Kararsızlıklar Ülkesine Yolculuk

Emine Kibar

Başımıza bir musibet geldiği zaman süreci algılamamız, kabul etmemiz bir hayli zaman alıyor. Benzer sorunlar karşısında benzer tepkiler gösteriyor gibi görünsek de her birimizin zorluklarla baş etme kabiliyeti çok farklı. Birlik olma, paylaşma, hissetme ve yardım etme gibi duygular ve ihtiyaçlar birbirimize yakınlaşmamızı ve beraber bir sorunun üstesinden gelme çabamızı anlamlı kılıyor.

DEĞİŞİMDEN KORKUYORUZ

Değişim ülkesine ayak basmak insanoğlunun en çok korktuğu şey. Değişmezlik için o kadar efor sarf ediyoruz ki hayatlarımızda. Sınırlarımız çok net bir şekilde belli. Bu sınırları aşmak uzun yıllar istiyor. Yeni kararlar alırken yaşadığımız telaş hep bu yüzden. Yeni bir işe başlarken, evlenirken, çocuk sahibi olurken karşılaşacağımız yeni düzen bizi ürkütüyor. Belirsizlikler ülkesinin kapısı aralanıyor ve önceden yaşamadığımız deneyimlere merhaba diyoruz. Belirsizlikler ülkesi, Değişim Ülkesi ve Kararsızlıklar ülkesi aynı coğrafyanın iki çizgiyle ayrılmış toprak parçaları.
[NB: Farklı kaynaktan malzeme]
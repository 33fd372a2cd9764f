use approx::assert_relative_eq;
use tensornorm_core::numerical_gradient::{check_gradients, GradientCheckConfig};
use tensornorm_core::{Result, Tensor};
use tensornorm_neural::layers::{GroupNorm, Layer};
use tensornorm_neural::registry::{GroupNormConfig, LayerConfig, LayerRegistry};

#[test]
fn test_forward_shape_and_statistics_buffers() -> Result<()> {
    let layer = GroupNorm::<f32>::new(2, 4)?;

    // N=2, C=4, H=1, W=1, G=2 -> chip=2, statistics buffers of N*G=4.
    let input = Tensor::from_vec(vec![1.0, 2.0, 3.0, 4.0, 5.0, 6.0, 7.0, 8.0], &[2, 4, 1, 1])?;
    let output = layer.forward(&input)?;

    assert_eq!(output.shape().dims(), &[2, 4, 1, 1]);
    assert_eq!(layer.saved_mean().unwrap().size(), 4);
    assert_eq!(layer.saved_variance().unwrap().size(), 4);

    Ok(())
}

#[test]
fn test_forward_matches_manual_arithmetic() -> Result<()> {
    let layer = GroupNorm::<f32>::new(2, 4)?.with_epsilon(1e-5);
    let input = Tensor::from_vec(vec![1.0, 2.0, 3.0, 4.0, 5.0, 6.0, 7.0, 8.0], &[2, 4, 1, 1])?;
    let output = layer.forward(&input)?;

    // Groups are the pairs (1,2), (3,4), (5,6), (7,8); each normalizes to
    // -/+ 0.5 / sqrt(0.25 + eps).
    let expected = 0.5 / (0.25f32 + 1e-5).sqrt();
    let data = output.as_slice().unwrap();
    for pair in data.chunks(2) {
        assert_relative_eq!(pair[0], -expected, epsilon = 1e-5);
        assert_relative_eq!(pair[1], expected, epsilon = 1e-5);
    }

    let means = layer.saved_mean().unwrap();
    let means = means.as_slice().unwrap().to_vec();
    assert_eq!(means, vec![1.5, 3.5, 5.5, 7.5]);

    Ok(())
}

#[test]
fn test_output_is_standardized_per_group() -> Result<()> {
    let layer = GroupNorm::<f64>::new(3, 6)?.with_epsilon(1e-9);

    let values: Vec<f64> = (0..96).map(|i| ((i * 31 % 19) as f64) * 0.7 - 3.0).collect();
    let input = Tensor::from_vec(values, &[2, 6, 4, 2])?;
    let output = layer.forward(&input)?;

    // Each (example, group) slice of 16 elements has mean ~ 0, variance ~ 1.
    let data = output.as_slice().unwrap();
    for group in data.chunks(16) {
        let mean: f64 = group.iter().sum::<f64>() / 16.0;
        let var: f64 = group.iter().map(|x| (x - mean) * (x - mean)).sum::<f64>() / 16.0;
        assert_relative_eq!(mean, 0.0, epsilon = 1e-9);
        assert_relative_eq!(var, 1.0, epsilon = 1e-6);
    }

    // Variances cached for backward are non-negative.
    let variance = layer.saved_variance().unwrap();
    for &v in variance.as_slice().unwrap() {
        assert!(v >= 0.0);
    }

    Ok(())
}

#[test]
fn test_gradient_matches_finite_differences() -> Result<()> {
    let layer = GroupNorm::<f64>::new(2, 4)?;

    let values: Vec<f64> = (0..16).map(|i| ((i * 11 % 13) as f64) * 0.3 - 1.8).collect();
    let input = Tensor::from_vec(values, &[2, 4, 2, 1])?;
    let weights: Vec<f64> = (0..16).map(|i| ((i % 7) as f64) * 0.25 - 0.75).collect();
    let upstream = Tensor::from_vec(weights, &[2, 4, 2, 1])?;

    // Loss: sum(w * layer(x)), so the upstream gradient is w.
    layer.forward(&input)?;
    let analytic = layer.backward(&upstream)?;

    let loss = |x: &Tensor<f64>| -> Result<f64> {
        let out = layer.forward(x)?;
        Ok(out
            .as_slice()
            .unwrap()
            .iter()
            .zip(upstream.as_slice().unwrap())
            .map(|(o, w)| o * w)
            .sum())
    };

    let report = check_gradients(&input, loss, &analytic, &GradientCheckConfig::default())?;
    assert_eq!(report.num_checked, 16);
    Ok(())
}

#[test]
fn test_group_count_boundaries() -> Result<()> {
    let values: Vec<f64> = (0..8).map(|i| (i as f64) * 1.5 - 4.0).collect();
    let input = Tensor::from_vec(values.clone(), &[2, 4, 1, 1])?;

    // G=1: one group spanning all channels of an example.
    let whole = GroupNorm::<f64>::new(1, 4)?.with_epsilon(1e-10);
    let output = whole.forward(&input)?;
    for (n, example) in values.chunks(4).enumerate() {
        let mu: f64 = example.iter().sum::<f64>() / 4.0;
        let var: f64 = example.iter().map(|x| (x - mu) * (x - mu)).sum::<f64>() / 4.0;
        let inv_std = 1.0 / (var + 1e-10).sqrt();
        for (i, &x) in example.iter().enumerate() {
            let got = output.as_slice().unwrap()[n * 4 + i];
            assert_relative_eq!(got, (x - mu) * inv_std, epsilon = 1e-9);
        }
    }

    // G=C: instance normalization; with one element per group the output is
    // zero (the element equals its own mean).
    let instance = GroupNorm::<f64>::new(4, 4)?;
    let output = instance.forward(&input)?;
    for &v in output.as_slice().unwrap() {
        assert_relative_eq!(v, 0.0, epsilon = 1e-9);
    }
    assert_eq!(instance.saved_mean().unwrap().size(), 8);

    Ok(())
}

#[test]
fn test_registry_built_layer_matches_direct_construction() -> Result<()> {
    let registry = LayerRegistry::<f32>::with_builtins();
    let config = LayerConfig::GroupNorm(GroupNormConfig::new(2, 1e-5, 4));
    let from_registry = registry.build("GroupNorm", &config)?;

    let direct = GroupNorm::<f32>::new(2, 4)?.with_epsilon(1e-5);

    let input = Tensor::from_vec(vec![0.5, 1.5, -0.5, 2.0, 3.0, -1.0, 0.0, 1.0], &[2, 4, 1, 1])?;
    let a = from_registry.forward(&input)?;
    let b = direct.forward(&input)?;
    assert_eq!(a.as_slice().unwrap(), b.as_slice().unwrap());

    Ok(())
}

#[test]
fn test_registry_error_paths() {
    let registry = LayerRegistry::<f32>::with_builtins();

    let config = LayerConfig::GroupNorm(GroupNormConfig::new(2, 1e-5, 4));
    assert!(registry.build("BatchNorm", &config).is_err());

    // Indivisible channels and non-positive eps abort the build.
    let bad_groups = LayerConfig::GroupNorm(GroupNormConfig::new(3, 1e-5, 4));
    assert!(registry.build("GroupNorm", &bad_groups).is_err());
    let bad_eps = LayerConfig::GroupNorm(GroupNormConfig::new(2, -1.0, 4));
    assert!(registry.build("GroupNorm", &bad_eps).is_err());
}

#[test]
fn test_layer_clone_box_is_independent() -> Result<()> {
    let layer = GroupNorm::<f32>::new(2, 4)?;
    let input = Tensor::from_vec(vec![1.0, 2.0, 3.0, 4.0], &[1, 4, 1, 1])?;
    layer.forward(&input)?;

    let boxed = layer.clone_box();
    let grad = Tensor::from_vec(vec![1.0, -1.0, 0.5, 0.0], &[1, 4, 1, 1])?;

    // The clone carries the cached statistics of the original's last pass.
    let a = layer.backward(&grad)?;
    let b = boxed.backward(&grad)?;
    assert_eq!(a.as_slice().unwrap(), b.as_slice().unwrap());

    Ok(())
}
//! Numerical gradient validation
//!
//! Compares analytical gradients against finite-difference approximations:
//!
//! ```text
//! f'(x) ~ [f(x + eps) - f(x - eps)] / (2 * eps)
//! ```
//!
//! Used by the kernel and layer test suites to verify the closed-form
//! backward passes element by element.

use crate::{Result, Tensor, TensorError};
use num_traits::{Float, FromPrimitive, ToPrimitive};

/// Configuration for numerical gradient checking.
#[derive(Debug, Clone)]
pub struct GradientCheckConfig {
    /// Step size for the finite-difference perturbation.
    pub epsilon: f64,
    /// Relative tolerance for gradient comparison.
    pub rtol: f64,
    /// Absolute tolerance for gradient comparison.
    pub atol: f64,
    /// Central differences (2 evaluations per element) vs forward differences.
    pub use_central_difference: bool,
}

impl Default for GradientCheckConfig {
    fn default() -> Self {
        Self {
            epsilon: 1e-5,
            rtol: 1e-3,
            atol: 1e-5,
            use_central_difference: true,
        }
    }
}

/// Summary of a successful gradient check.
#[derive(Debug, Clone)]
pub struct GradientCheckReport {
    pub max_abs_error: f64,
    pub num_checked: usize,
}

/// Check an analytical gradient of a scalar-valued function against finite
/// differences, element by element.
///
/// `f` maps the input tensor to a scalar loss; `analytic` must have the
/// input's shape. Returns an error describing the first element whose
/// numerical and analytical gradients disagree beyond
/// `atol + rtol * max(|numerical|, |analytical|)`.
pub fn check_gradients<T, F>(
    input: &Tensor<T>,
    f: F,
    analytic: &Tensor<T>,
    config: &GradientCheckConfig,
) -> Result<GradientCheckReport>
where
    T: Float + FromPrimitive + Default + Send + Sync + 'static,
    F: Fn(&Tensor<T>) -> Result<T>,
{
    const OP: &str = "check_gradients";

    if !analytic.same_shape(input) {
        return Err(TensorError::shape_mismatch(
            OP,
            input.shape().to_string(),
            analytic.shape().to_string(),
        ));
    }

    let eps = T::from_f64(config.epsilon)
        .ok_or_else(|| TensorError::numerical_error(OP, "epsilon not representable"))?;

    let analytic_data = analytic
        .as_slice()
        .ok_or_else(|| TensorError::invalid_shape_op(OP, "gradient tensor is not contiguous"))?;

    let input_data = input
        .as_slice()
        .ok_or_else(|| TensorError::invalid_shape_op(OP, "input tensor is not contiguous"))?;

    let base_loss = if config.use_central_difference {
        T::zero()
    } else {
        f(input)?
    };

    let n = input.size();
    let mut max_abs_error = 0.0f64;

    let perturb = |probe: &mut Tensor<T>, i: usize, value: T| -> Result<()> {
        let data = probe
            .as_slice_mut()
            .ok_or_else(|| TensorError::invalid_shape_op(OP, "probe tensor is not contiguous"))?;
        data[i] = value;
        Ok(())
    };

    for i in 0..n {
        let original = input_data[i];
        let mut probe = input.clone();
        let numerical = if config.use_central_difference {
            perturb(&mut probe, i, original + eps)?;
            let plus = f(&probe)?;
            perturb(&mut probe, i, original - eps)?;
            let minus = f(&probe)?;
            (plus - minus) / (eps + eps)
        } else {
            perturb(&mut probe, i, original + eps)?;
            let plus = f(&probe)?;
            (plus - base_loss) / eps
        };

        let numerical = numerical.to_f64().ok_or_else(|| {
            TensorError::numerical_error(OP, "numerical gradient not representable as f64")
        })?;
        let expected = analytic_data[i].to_f64().ok_or_else(|| {
            TensorError::numerical_error(OP, "analytical gradient not representable as f64")
        })?;

        let abs_error = (numerical - expected).abs();
        let tolerance = config.atol + config.rtol * numerical.abs().max(expected.abs());
        if abs_error > tolerance {
            return Err(TensorError::numerical_error(
                OP,
                format!(
                    "gradient mismatch at flat index {i}: numerical {numerical}, \
                     analytical {expected}, error {abs_error} > tolerance {tolerance}"
                ),
            ));
        }
        max_abs_error = max_abs_error.max(abs_error);
    }

    Ok(GradientCheckReport {
        max_abs_error,
        num_checked: n,
    })
}
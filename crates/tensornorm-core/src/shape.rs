#[cfg(feature = "serialize")]
use serde::{Deserialize, Serialize};
use std::ops::Index;

/// Dimensions of a tensor, outermost first (row-major layout).
#[derive(Debug, Clone, PartialEq, Eq, Hash)]
#[cfg_attr(feature = "serialize", derive(Serialize, Deserialize))]
pub struct Shape {
    dims: Vec<usize>,
}

impl Shape {
    pub fn new(dims: Vec<usize>) -> Self {
        Self { dims }
    }

    pub fn from_slice(dims: &[usize]) -> Self {
        Self {
            dims: dims.to_vec(),
        }
    }

    pub fn rank(&self) -> usize {
        self.dims.len()
    }

    /// Total number of elements.
    pub fn size(&self) -> usize {
        self.dims.iter().product()
    }

    pub fn elements(&self) -> usize {
        self.size()
    }

    pub fn dims(&self) -> &[usize] {
        &self.dims
    }

    pub fn is_scalar(&self) -> bool {
        self.dims.is_empty()
    }

    pub fn iter(&self) -> std::slice::Iter<'_, usize> {
        self.dims.iter()
    }

    pub fn to_vec(&self) -> Vec<usize> {
        self.dims.clone()
    }
}

impl Index<usize> for Shape {
    type Output = usize;

    fn index(&self, index: usize) -> &Self::Output {
        &self.dims[index]
    }
}

impl std::fmt::Display for Shape {
    fn fmt(&self, f: &mut std::fmt::Formatter<'_>) -> std::fmt::Result {
        write!(f, "[")?;
        for (i, dim) in self.dims.iter().enumerate() {
            if i > 0 {
                write!(f, ", ")?;
            }
            write!(f, "{dim}")?;
        }
        write!(f, "]")
    }
}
BELİRSİZLİKLER YERİNİ DEĞİŞİME BIRAKIYOR

Belirsizlikler ülkesine giriş yaptıktan sonra zamanla kesinlik kazanan yeni olgular yerini değişime bırakıyor. Değişim ülkesine giriş vizesi çıktıktan sonra işler kolaylaşıyor. Vuku bulan tüm yeni olaylara karşı farkındalığımız artıyor. İdrak etme ve kabullenme çabamız artıyor. Artık tanıdık, bildik gelen yeni kavramlar hayatımızda yerini alıyor. Zamanla alışıyoruz. Ancak hala geriye dönüş biletimizi elimizde sıkı sıkı tutuyoruz. O yüzden o sınırlarda hareketlilik hep var. O sınırdan bu sınıra akış her daim mümkün.

KARARSIZLIKLAR ÜLKESİNE

GİRİŞ Değişim ülkesinde her ne kadar nefes almış olsak da geriye dönme arzumuz hep var. İçimizde büyük bir inanç var her şeyin yine eskisi gibi olacağına dair. Bu inanç bizim yarına dair yeni kararlar alma mekanizmamızı da sekteye uğratıyor. Dünü biliyoruz, bugünü yaşıyoruz ancak yarına dair öngöremediklerimiz var. Birçok belirsizlik. Yeni kararlar almaya niyetlendiğimizde belirsizlik olarak nitelendirdiğimiz her şey ümitsizlik ile kararsızlığa evriliyor. Bir adım ileri, bir adım geri atıp olduğumuz yerde sabit kalıyoruz. Yeni şartların getirdiği mevcut durumla yeni bir gelecek inşa etme fikri pek cazip gelmiyor.

DEĞİŞİM HEP VAR

En nihayetinde değişim dediğimiz şey dünyanın dönmesi gibi her zaman olan ama çok hızlı gerçekleştiği için idrak edemediğimiz bir durum. Şöyle durup gökyüzüne baktığımızda dünyanın döndüğünü kavrayabiliriz. Değişim aynı dünyanın dönmesi gibi sadece durduğumuz da fark edebildiğimiz bir hal. Hayat akıp giderken zorlu, sancılı birçok evreden geçiyoruz. O süreçte bu zorluklar içinde değiştiğimizi ve çevremizde olan biten değişiklikleri fark edemiyoruz. Ancak geçmişe baktığımızda nerden nereye geldiğimizi çok daha net görüyoruz. İnsanoğlu her şartta yeniden başlama gücünü içinde her daim barındırıyor. İnsan yola çıkmaya niyet etti mi bir kere yolculuğu başlıyor. Şartlar ne olursa olsun yaşamak için, mücadele için yeni kararlar almak, yola çıkmak gerek. Sınırları aşmak düne, bugüne bakıp geleceğe kucak açmak gerek. Çünkü henüz bilmediğimiz geleceğin, dünden daha iyi olup olmadığını yaşamadan tecrübe edemeyiz. Öğrenmenin tek yolu ise değişime müsaade edip yola koyulmaktır.